Thanks for your feedback! After thinking about it, I don’t see a way to implement this without introducing breaking changes. Could you clarify which part you’d like to keep from breaking? I’ll explain what currently breaks and why it can’t work without changing the core logic.

1. Adapters Compatibility

When keys are not specified the Python package behaves differently before and after 0.28.3:

mlx-lm Default LoRA layers

<0.28.3 self_attn.q/v_proj

≥0.28.3 self_attn.q/v/k/o_proj, mlp.up/gate/down_proj

The current Swift implementation mirrors the older Python behavior:

public func loraLinearLayers() -> LoRALinearLayers { model.layers.map { ($0.attention, ["q_proj", "v_proj"]) } }

If we keep the Swift code as is, it won’t work with adapters trained using the latest mlx-lm Python package. Even though both versions treat keys as null, their behavior differs. Since the Python version already introduced a breaking change, the Swift version has to do the same to stay aligned. Unfortunately, that means breaking compatibility with adapters trained using mlx-lm versions earlier than 0.28.3.

2. Swift Code Compatibility

The old code returns an array of (Module, [String]) pairs, which describes a module and its child keys. This works with self_attn and we can even somehow extend it to support all self_attn.q/v/k/o_proj layers. But if we want to adapt the mlp part, this structure becomes a problem.
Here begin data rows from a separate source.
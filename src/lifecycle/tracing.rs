//! # Observability
//!
//! [`setup_tracing`] installs a compact `tracing` subscriber for the binary.
//! Levels come from `RUST_LOG`.
//!
//! ```bash
//! # Lookup lifecycle only
//! RUST_LOG=info storefront-tracking --order AA-2024-0047
//!
//! # Every fetch attempt and backoff
//! RUST_LOG=debug storefront-tracking --order AA-2024-0047
//!
//! # Fetcher only
//! RUST_LOG=storefront_tracking::framework=debug storefront-tracking --order AA-2024-0047
//! ```
//!
//! A lookup that needed one retry reads like this at `debug`:
//!
//! ```text
//! INFO Submitted sequence=1 order_id="AA-2024-0047"
//! DEBUG Fetch attempt attempt=0 max_attempts=3
//! WARN Fetch attempt failed, backing off attempt=0 error=Request timed out after 10s delay=1s
//! DEBUG Fetch attempt attempt=1 max_attempts=3
//! INFO Fetch ok attempt=1 status=200
//! INFO Displayed sequence=1 status=Printing stage=Some(2)
//! ```
//!
//! Stale completions show up as `Discarding stale result` with both
//! sequence numbers.
pub fn setup_tracing() {
    tracing_subscriber::fmt()
        .with_env_filter(tracing_subscriber::EnvFilter::from_default_env())
        .with_target(false)
        .compact()
        .init();
}
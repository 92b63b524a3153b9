//! # Configuration
//!
//! Everything the tracking system needs from the outside world. The binary
//! fills this from CLI flags and environment variables; tests build it
//! directly.

use crate::entry::{AUTO_SUBMIT_DELAY, TRACKING_ROUTE};
use crate::framework::RetryPolicy;
use crate::model::SecondaryFilterField;
use crate::tracking_actor::{AnimationManifest, AnimationMode};
use std::path::Path;
use std::time::Duration;
use thiserror::Error;
use url::Url;

/// Errors raised while loading configuration.
#[derive(Debug, Error)]
pub enum ConfigError {
    #[error("Invalid endpoint URL {0:?}: {1}")]
    InvalidEndpoint(String, url::ParseError),

    #[error("Failed to read animation manifest {path}: {source}")]
    ManifestRead {
        path: String,
        source: std::io::Error,
    },

    #[error("Invalid animation manifest {path}: {source}")]
    ManifestParse {
        path: String,
        source: serde_json::Error,
    },
}

/// Runtime configuration for a [`TrackingSystem`](super::TrackingSystem).
#[derive(Debug, Clone, PartialEq)]
pub struct TrackingConfig {
    /// Lookup endpoint. `None` disables lookups with a configuration error.
    pub endpoint: Option<Url>,
    pub retry: RetryPolicy,
    pub animation: AnimationMode,
    pub secondary_filter: SecondaryFilterField,
    pub route_token: String,
    pub auto_submit_delay: Duration,
}

impl Default for TrackingConfig {
    fn default() -> Self {
        Self {
            endpoint: None,
            retry: RetryPolicy::default(),
            animation: AnimationMode::Glyph,
            secondary_filter: SecondaryFilterField::Optional,
            route_token: TRACKING_ROUTE.to_string(),
            auto_submit_delay: AUTO_SUBMIT_DELAY,
        }
    }
}

impl TrackingConfig {
    pub fn with_endpoint(mut self, endpoint: Url) -> Self {
        self.endpoint = Some(endpoint);
        self
    }

    /// Parses `raw` as the endpoint. Blank input leaves lookups disabled.
    pub fn parse_endpoint(raw: Option<&str>) -> Result<Option<Url>, ConfigError> {
        match raw.map(str::trim).filter(|raw| !raw.is_empty()) {
            Some(raw) => Url::parse(raw)
                .map(Some)
                .map_err(|e| ConfigError::InvalidEndpoint(raw.to_string(), e)),
            None => Ok(None),
        }
    }
}

/// Loads an [`AnimationManifest`] from a JSON file.
pub fn load_animation_manifest(path: &Path) -> Result<AnimationManifest, ConfigError> {
    let display = path.display().to_string();
    let json = std::fs::read_to_string(path).map_err(|source| ConfigError::ManifestRead {
        path: display.clone(),
        source,
    })?;
    AnimationManifest::from_json(&json).map_err(|source| ConfigError::ManifestParse {
        path: display,
        source,
    })
}
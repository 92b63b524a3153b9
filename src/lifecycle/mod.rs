//! Configuration, wiring and shutdown of the tracking system.

pub mod config;
pub mod tracing;
pub mod tracking_system;

pub use config::*;
pub use tracking_system::TrackingSystem;
pub use self::tracing::setup_tracing;
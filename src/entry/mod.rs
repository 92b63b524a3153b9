//! Entry points into the tracking panel from outside: deep-link parameters.

pub mod deep_link;

pub use deep_link::*;
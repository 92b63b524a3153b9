//! # Tracking Panel View State
//!
//! [`ViewState`] is the headless rendition of the tracking panel: the phase,
//! the status message, the animation slot, the eight-stage timeline, the detail
//! widgets and the form fields. Only the [`TrackingActor`](super::TrackingActor)
//! mutates it; everyone else gets published copies.
//!
//! Every render starts from a cleared panel, so rendering the same result twice
//! produces the same state and nothing from a previous lookup leaks through.

use crate::clients::ERROR_TITLE;
use crate::model::{
    describe, format_display_date, stage_sequence, OrderRecord, SecondaryFilterField,
    StatusDescriptor, STAGE_COUNT,
};
use crate::tracking_actor::animation::{Animation, AnimationMode, LOADING_GLYPH};
use crate::tracking_actor::TrackingError;
use std::fmt::{self, Display};

/// Where the panel is in its lifecycle. There is no terminal phase.
#[derive(Debug, Clone, Copy, Default, PartialEq, Eq)]
pub enum Phase {
    #[default]
    Idle,
    Loading,
    Displayed,
    Error,
}

/// Highlight state of one timeline stage.
#[derive(Debug, Clone, Copy, Default, PartialEq, Eq)]
pub enum StageMark {
    #[default]
    Pending,
    Completed,
    Active,
}

#[derive(Debug, Clone, PartialEq, Eq)]
pub struct TimelineStage {
    pub label: &'static str,
    pub mark: StageMark,
}

/// The eight-stage production timeline.
#[derive(Debug, Clone, PartialEq, Eq)]
pub struct Timeline {
    pub visible: bool,
    pub stages: [TimelineStage; STAGE_COUNT],
}

impl Default for Timeline {
    fn default() -> Self {
        Self {
            visible: false,
            stages: stage_sequence().map(|label| TimelineStage {
                label,
                mark: StageMark::Pending,
            }),
        }
    }
}

impl Timeline {
    /// Stages before `stage_index` are completed, the stage itself is active,
    /// later stages stay pending. `None` highlights nothing.
    fn highlight(&mut self, stage_index: Option<usize>) {
        for (index, stage) in self.stages.iter_mut().enumerate() {
            stage.mark = match stage_index {
                Some(active) if index < active => StageMark::Completed,
                Some(active) if index == active => StageMark::Active,
                _ => StageMark::Pending,
            };
        }
    }

    pub fn active_index(&self) -> Option<usize> {
        self.stages
            .iter()
            .position(|stage| stage.mark == StageMark::Active)
    }

    pub fn marks(&self) -> [StageMark; STAGE_COUNT] {
        self.stages.clone().map(|stage| stage.mark)
    }
}

/// Optional order details. `None` means the widget is hidden.
#[derive(Debug, Clone, Default, PartialEq, Eq)]
pub struct DetailPanel {
    pub order_id: Option<String>,
    pub product: Option<String>,
    pub tracking_number: Option<String>,
    pub created: Option<String>,
    pub updated: Option<String>,
}

impl DetailPanel {
    fn from_order(order: &OrderRecord) -> Self {
        let text = |value: &Option<String>| {
            value
                .as_deref()
                .map(str::trim)
                .filter(|v| !v.is_empty())
                .map(escape_html)
        };
        let date = |value: &Option<String>| {
            value
                .as_deref()
                .filter(|v| !v.trim().is_empty())
                .map(|v| escape_html(&format_display_date(v)))
        };

        Self {
            order_id: Some(escape_html(&order.order_id)),
            product: text(&order.product),
            tracking_number: text(&order.tracking_number),
            created: date(&order.created_date),
            updated: date(&order.updated_date),
        }
    }

    pub fn is_empty(&self) -> bool {
        *self == Self::default()
    }
}

/// The tracking form's input fields.
#[derive(Debug, Clone, Default, PartialEq, Eq)]
pub struct FormFields {
    pub identifier: String,
    pub secondary_filter: String,
    pub secondary_field: SecondaryFilterField,
}

/// Everything the tracking panel shows.
#[derive(Debug, Clone, Default, PartialEq, Eq)]
pub struct ViewState {
    pub phase: Phase,
    pub descriptor: Option<&'static StatusDescriptor>,
    pub title: Option<String>,
    /// Already escaped for insertion as text.
    pub message: Option<String>,
    pub description: Option<String>,
    pub animation: Option<Animation>,
    pub timeline: Timeline,
    pub details: DetailPanel,
    pub form: FormFields,
    /// Sequence number of the submission this state belongs to.
    pub sequence: u64,
}

impl ViewState {
    pub fn new(secondary_field: SecondaryFilterField) -> Self {
        Self {
            form: FormFields {
                secondary_field,
                ..FormFields::default()
            },
            ..Self::default()
        }
    }

    fn clear_panel(&mut self) {
        self.descriptor = None;
        self.title = None;
        self.message = None;
        self.description = None;
        self.animation = None;
        self.timeline = Timeline::default();
        self.details = DetailPanel::default();
    }

    pub(crate) fn begin_loading(&mut self, sequence: u64) {
        self.clear_panel();
        self.phase = Phase::Loading;
        self.sequence = sequence;
        self.animation = Some(Animation::Glyph(LOADING_GLYPH));
    }

    pub(crate) fn show_order(&mut self, order: &OrderRecord, mode: &AnimationMode) {
        self.clear_panel();
        let descriptor = describe(&order.status);

        self.phase = Phase::Displayed;
        self.descriptor = Some(descriptor);
        self.animation = Some(mode.render(descriptor));
        self.title = Some(descriptor.title().to_string());
        self.message = Some(escape_html(descriptor.short_message));
        self.description = Some(escape_html(descriptor.long_description));
        self.details = DetailPanel::from_order(order);
        self.timeline.visible = true;
        self.timeline.highlight(descriptor.stage_index);
    }

    pub(crate) fn show_error(&mut self, error: &TrackingError) {
        self.clear_panel();
        self.phase = Phase::Error;
        self.title = Some(ERROR_TITLE.to_string());
        self.message = Some(escape_html(&error.to_string()));
    }

    pub(crate) fn reset(&mut self) {
        let secondary_field = self.form.secondary_field;
        *self = Self::new(secondary_field);
    }
}

/// Escapes text for insertion into an HTML text node.
pub fn escape_html(text: &str) -> String {
    let mut escaped = String::with_capacity(text.len());
    for c in text.chars() {
        match c {
            '&' => escaped.push_str("&amp;"),
            '<' => escaped.push_str("&lt;"),
            '>' => escaped.push_str("&gt;"),
            other => escaped.push(other),
        }
    }
    escaped
}

impl Display for ViewState {
    fn fmt(&self, f: &mut fmt::Formatter<'_>) -> fmt::Result {
        match self.animation {
            Some(Animation::Glyph(glyph)) => write!(f, "{glyph} ")?,
            Some(Animation::Embed { ref url, .. }) => write!(f, "[{url}] ")?,
            None => {}
        }
        match self.phase {
            Phase::Idle => return writeln!(f, "Enter an order number to track it."),
            Phase::Loading => return writeln!(f, "Looking up your order..."),
            Phase::Displayed | Phase::Error => {}
        }
        writeln!(f, "{}", self.title.as_deref().unwrap_or_default())?;
        if let Some(message) = &self.message {
            writeln!(f, "  {message}")?;
        }
        if let Some(description) = &self.description {
            writeln!(f, "  {description}")?;
        }

        if self.timeline.visible {
            writeln!(f)?;
            for stage in &self.timeline.stages {
                let mark = match stage.mark {
                    StageMark::Completed => "[x]",
                    StageMark::Active => "[>]",
                    StageMark::Pending => "[ ]",
                };
                writeln!(f, "  {mark} {}", stage.label)?;
            }
        }

        let details = [
            ("Order", &self.details.order_id),
            ("Product", &self.details.product),
            ("Tracking", &self.details.tracking_number),
            ("Placed", &self.details.created),
            ("Updated", &self.details.updated),
        ];
        if !self.details.is_empty() {
            writeln!(f)?;
        }
        for (name, value) in details {
            if let Some(value) = value {
                writeln!(f, "  {name}: {value}")?;
            }
        }
        Ok(())
    }
}
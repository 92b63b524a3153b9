//! # Mock Transport
//!
//! Utilities for testing the fetcher, the lookup client and the tracking actor
//! without a network.
//!
//! [`MockTransport`] answers each GET with the next queued expectation, in
//! order. Queue expectations with the fluent builder returned by
//! [`MockTransport::expect_get`], run the code under test, then call
//! [`MockTransport::verify`] to assert every expectation was consumed.
//!
//! | Builder call | What the transport does |
//! |---|---|
//! | `return_json(value)` | 200 with `value` serialized as the body |
//! | `return_status(code, body)` | `code` with a raw body |
//! | `return_transport_error(msg)` | `Err(FetchError::Transport(msg))` |
//! | `return_timeout()` | never resolves, so the caller's timer fires |
//! | `return_after(delay, code, body)` | sleeps `delay`, then answers |
//!
//! ```rust,ignore
//! let mut mock = MockTransport::new();
//! mock.expect_get().return_status(503, "");
//! mock.expect_get().return_json(json!({ "success": true, "order": { .. } }));
//!
//! let response = fetch_resilient(&mock, &url, &RetryPolicy::default()).await?;
//! mock.verify();
//! ```
//!
//! Combine with `#[tokio::test(start_paused = true)]` so timeouts and backoff
//! complete instantly while keeping exact elapsed times.

use crate::framework::{FetchError, HttpResponse, Transport};
use async_trait::async_trait;
use std::collections::VecDeque;
use std::sync::{Arc, Mutex};
use std::time::Duration;
use url::Url;

/// Represents a queued answer to the next GET.
#[derive(Debug, Clone)]
enum Expectation {
    Respond(HttpResponse),
    Fail(FetchError),
    Hang,
    Delayed(Duration, HttpResponse),
}

/// A transport with expectation tracking for fluent testing.
///
/// Cloning shares the queue and the request log, so a clone can be handed to
/// the code under test while the original is kept for assertions.
#[derive(Clone, Default)]
pub struct MockTransport {
    expectations: Arc<Mutex<VecDeque<Expectation>>>,
    requests: Arc<Mutex<Vec<Url>>>,
}

impl MockTransport {
    /// Creates a new mock transport with no expectations.
    pub fn new() -> Self {
        Self::default()
    }

    /// Expects a `get` call.
    pub fn expect_get(&mut self) -> GetExpectationBuilder {
        GetExpectationBuilder {
            expectations: self.expectations.clone(),
        }
    }

    /// Number of GETs received so far.
    pub fn attempts(&self) -> usize {
        self.requests.lock().unwrap().len()
    }

    /// Every URL requested, in order.
    pub fn requests(&self) -> Vec<Url> {
        self.requests.lock().unwrap().clone()
    }

    /// Verifies that all expectations were met.
    pub fn verify(&self) {
        let exps = self.expectations.lock().unwrap();
        if !exps.is_empty() {
            panic!("Not all expectations were met. {} remaining", exps.len());
        }
    }
}

#[async_trait]
impl Transport for MockTransport {
    async fn get(&self, url: &Url) -> Result<HttpResponse, FetchError> {
        self.requests.lock().unwrap().push(url.clone());
        let expectation = self.expectations.lock().unwrap().pop_front();

        match expectation {
            Some(Expectation::Respond(response)) => Ok(response),
            Some(Expectation::Fail(error)) => Err(error),
            Some(Expectation::Hang) => std::future::pending().await,
            Some(Expectation::Delayed(delay, response)) => {
                tokio::time::sleep(delay).await;
                Ok(response)
            }
            None => panic!("Unexpected request: {url}"),
        }
    }
}

/// Builder for `get` expectations.
pub struct GetExpectationBuilder {
    expectations: Arc<Mutex<VecDeque<Expectation>>>,
}

impl GetExpectationBuilder {
    fn push(self, expectation: Expectation) {
        self.expectations.lock().unwrap().push_back(expectation);
    }

    /// Answers 200 with `value` as the JSON body.
    pub fn return_json(self, value: serde_json::Value) {
        self.push(Expectation::Respond(HttpResponse::new(200, value.to_string())));
    }

    /// Answers with an arbitrary status and raw body.
    pub fn return_status(self, status: u16, body: impl Into<String>) {
        self.push(Expectation::Respond(HttpResponse::new(status, body)));
    }

    /// Fails the attempt with a transport error.
    pub fn return_transport_error(self, message: impl Into<String>) {
        self.push(Expectation::Fail(FetchError::Transport(message.into())));
    }

    /// Never answers.
    pub fn return_timeout(self) {
        self.push(Expectation::Hang);
    }

    /// Answers after `delay`.
    pub fn return_after(self, delay: Duration, status: u16, body: impl Into<String>) {
        self.push(Expectation::Delayed(delay, HttpResponse::new(status, body)));
    }
}
//! Order lookup data: the validated request, the wire envelope and the
//! outcome of a lookup.
//!
//! # Validation
//! A [`LookupRequest`] can only be built through [`LookupRequest::new`], which
//! runs every local check. Holding one means the identifier is well formed and
//! the secondary filter satisfies the configured field rules.
use crate::framework::FetchError;
use chrono::{DateTime, NaiveDate};
use regex::Regex;
use serde::{Deserialize, Serialize};
use std::str::FromStr;
use std::sync::LazyLock;

/// Identifier pattern: two uppercase letters, 4 digits, 4 digits.
static IDENTIFIER_RE: LazyLock<Regex> =
    LazyLock::new(|| Regex::new(r"^[A-Z]{2}-[0-9]{4}-[0-9]{4}$").unwrap());

/// Loose email shape used for the secondary filter.
static EMAIL_RE: LazyLock<Regex> =
    LazyLock::new(|| Regex::new(r"^[a-zA-Z0-9._%+-]+@[a-zA-Z0-9.-]+\.[a-zA-Z]{2,}$").unwrap());

/// Local, pre-network validation failures.
#[derive(Debug, Clone, Copy, PartialEq, Eq, thiserror::Error)]
pub enum ValidationError {
    #[error("Please enter your order number.")]
    MissingIdentifier,

    #[error("Order numbers look like AA-2024-0047. Please check and try again.")]
    BadFormat,

    #[error("Please enter the email address used for this order.")]
    MissingSecondaryFilter,

    #[error("Please enter a valid email address.")]
    BadSecondaryFilter,
}

/// How the secondary filter (email) field appears on the tracking form.
#[derive(Debug, Clone, Copy, Default, PartialEq, Eq, Serialize, Deserialize)]
#[serde(rename_all = "lowercase")]
pub enum SecondaryFilterField {
    /// Not shown; any value is ignored.
    Hidden,
    /// Shown; may be left blank.
    #[default]
    Optional,
    /// Shown; must be filled in.
    Required,
}

impl FromStr for SecondaryFilterField {
    type Err = String;

    fn from_str(s: &str) -> Result<Self, Self::Err> {
        match s.to_ascii_lowercase().as_str() {
            "hidden" => Ok(Self::Hidden),
            "optional" => Ok(Self::Optional),
            "required" => Ok(Self::Required),
            other => Err(format!("unknown email field mode: {other}")),
        }
    }
}

/// Returns `true` if `identifier` is shaped like `AA-2024-0047`.
pub fn is_valid_identifier(identifier: &str) -> bool {
    IDENTIFIER_RE.is_match(identifier)
}

/// Returns `true` if `value` is shaped like `local@domain.tld`.
pub fn is_valid_secondary_filter(value: &str) -> bool {
    EMAIL_RE.is_match(value)
}

/// A lookup that passed local validation.
#[derive(Debug, Clone, PartialEq, Eq)]
pub struct LookupRequest {
    identifier: String,
    secondary_filter: Option<String>,
}

impl LookupRequest {
    /// Validates raw form input.
    ///
    /// # Rules
    /// 1. The trimmed identifier must be non-empty and match the identifier pattern.
    /// 2. With a visible field, a blank secondary filter is an error only when
    ///    the field is [`SecondaryFilterField::Required`].
    /// 3. A non-blank secondary filter on a visible field must be email-shaped.
    pub fn new(
        identifier: &str,
        secondary_filter: &str,
        field: SecondaryFilterField,
    ) -> Result<Self, ValidationError> {
        let identifier = identifier.trim();
        if identifier.is_empty() {
            return Err(ValidationError::MissingIdentifier);
        }
        if !is_valid_identifier(identifier) {
            return Err(ValidationError::BadFormat);
        }

        let secondary_filter = secondary_filter.trim();
        let secondary_filter = match field {
            SecondaryFilterField::Hidden => None,
            SecondaryFilterField::Required if secondary_filter.is_empty() => {
                return Err(ValidationError::MissingSecondaryFilter)
            }
            SecondaryFilterField::Optional if secondary_filter.is_empty() => None,
            _ if !is_valid_secondary_filter(secondary_filter) => {
                return Err(ValidationError::BadSecondaryFilter)
            }
            _ => Some(secondary_filter.to_string()),
        };

        Ok(Self {
            identifier: identifier.to_string(),
            secondary_filter,
        })
    }

    pub fn identifier(&self) -> &str {
        &self.identifier
    }

    pub fn secondary_filter(&self) -> Option<&str> {
        self.secondary_filter.as_deref()
    }
}

/// An order as returned by the lookup endpoint.
#[derive(Debug, Clone, PartialEq, Eq, Serialize, Deserialize)]
#[serde(rename_all = "camelCase")]
pub struct OrderRecord {
    pub order_id: String,
    /// Usually one of the eight stage labels, but any string is accepted.
    pub status: String,
    #[serde(default, skip_serializing_if = "Option::is_none")]
    pub product: Option<String>,
    #[serde(default, skip_serializing_if = "Option::is_none")]
    pub tracking_number: Option<String>,
    #[serde(default, skip_serializing_if = "Option::is_none")]
    pub created_date: Option<String>,
    #[serde(default, skip_serializing_if = "Option::is_none")]
    pub updated_date: Option<String>,
}

impl OrderRecord {
    pub fn new(order_id: impl Into<String>, status: impl Into<String>) -> Self {
        Self {
            order_id: order_id.into(),
            status: status.into(),
            product: None,
            tracking_number: None,
            created_date: None,
            updated_date: None,
        }
    }
}

/// Formats an ISO 8601 date or timestamp as `Jan 5, 2024`.
///
/// Anything chrono cannot parse is returned unchanged.
pub fn format_display_date(raw: &str) -> String {
    let raw = raw.trim();
    if let Ok(timestamp) = DateTime::parse_from_rfc3339(raw) {
        return timestamp.format("%b %-d, %Y").to_string();
    }
    if let Ok(date) = NaiveDate::parse_from_str(raw, "%Y-%m-%d") {
        return date.format("%b %-d, %Y").to_string();
    }
    raw.to_string()
}

/// The JSON wrapper returned by the lookup endpoint.
#[derive(Debug, Clone, PartialEq, Eq, Serialize, Deserialize)]
pub struct Envelope {
    pub success: bool,
    #[serde(default, skip_serializing_if = "Option::is_none")]
    pub order: Option<OrderRecord>,
    #[serde(default, skip_serializing_if = "Option::is_none")]
    pub error: Option<String>,
}

/// Outcome of a lookup. Only `Found` carries a status.
#[derive(Debug, Clone, PartialEq)]
pub enum LookupResult {
    Found(OrderRecord),
    NotFound { message: String },
    Invalid(ValidationError),
    TransportFailure(FetchError),
}
//! Error types for the tracking panel.
//!
//! Every failure the panel can show is one of these variants. `Display` is the
//! sentence the customer reads, so keep it specific and actionable.

use crate::framework::FetchError;
use crate::model::{LookupResult, OrderRecord, ValidationError};
use thiserror::Error;

/// Errors that can end a tracking attempt.
#[derive(Debug, Clone, Error, PartialEq)]
pub enum TrackingError {
    /// The form input failed local checks. Nothing was sent.
    #[error("{0}")]
    Validation(#[from] ValidationError),

    /// Every attempt timed out.
    #[error("The tracking service took too long to respond. Please try again in a moment.")]
    Timeout,

    /// Every attempt failed for a non-timeout reason. The detail is for logs.
    #[error("We couldn't reach the tracking service. Please check your connection and try again.")]
    Transport(String),

    /// The server reported no matching order. Shown verbatim.
    #[error("{0}")]
    NotFound(String),

    /// Required configuration is missing, so lookups are disabled.
    #[error("Order tracking is unavailable right now ({0}). Please contact us for an update.")]
    Configuration(String),

    /// The tracking actor is no longer running.
    #[error("Tracking panel closed")]
    ActorClosed,

    /// The tracking actor dropped a response channel.
    #[error("Tracking panel dropped response channel")]
    ActorDropped,
}

impl TrackingError {
    /// `true` when the panel itself is gone, as opposed to a lookup outcome
    /// the panel has already rendered.
    pub fn is_actor_failure(&self) -> bool {
        matches!(self, TrackingError::ActorClosed | TrackingError::ActorDropped)
    }
}

impl From<FetchError> for TrackingError {
    fn from(e: FetchError) -> Self {
        match e {
            FetchError::Timeout(_) => TrackingError::Timeout,
            other => TrackingError::Transport(other.to_string()),
        }
    }
}

impl LookupResult {
    /// Splits a lookup outcome into the order or the error to display.
    pub fn into_result(self) -> Result<OrderRecord, TrackingError> {
        match self {
            LookupResult::Found(order) => Ok(order),
            LookupResult::NotFound { message } => Err(TrackingError::NotFound(message)),
            LookupResult::Invalid(e) => Err(TrackingError::Validation(e)),
            LookupResult::TransportFailure(e) => Err(e.into()),
        }
    }
}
public func loraLinearLayers() -> LoRALinearLayers { model.layers.map { ($0.attention, ["q_proj", "k_proj", "v_proj", "o_proj"]) } // How to include `mlp`? }

We could try to aggregate it like in the issue workaround:

public func loraLinearLayers() -> LoRALinearLayers { let attention = model.layers.map { ($0.attention, ["q_proj", "k_proj", "v_proj", "o_proj"]) } let mlp = model.layers.map { ($0.mlp, ["up_proj", "gate_proj", "down_proj"]) } return attention + mlp // This looks fine but it won't work }

But this approach is actually buggy because when we take the last num_layers specified in the adapter config, we only get part of the required modules:

let layersToAdapt = model // Assume we have a model with 36 transformer blocks .loraLinearLayers() // 72 items total (36 attention + 36 mlp) .suffix(config.numLayers) // Suffixing 36 items only gives a subset of the modules

So while [(Module, [String])] looks similar to [Module] + [String] they actually differ. In the updated code, we need the LoRAModel protocol only to unify layers property access across different models, since it varies between model.layers, transformer.layers, languageModel.model.layers, etc.

We could provide default implementations that split this up.

The old implementation can’t be split into the new structure because it’s conceptually incompatible, and for the same reason, we can’t provide default values based on the old code. Old code returns very specific parts instead of complete transformer blocks. Given these issues, I don’t see a way to achieve correct behavior without updating each model implementation.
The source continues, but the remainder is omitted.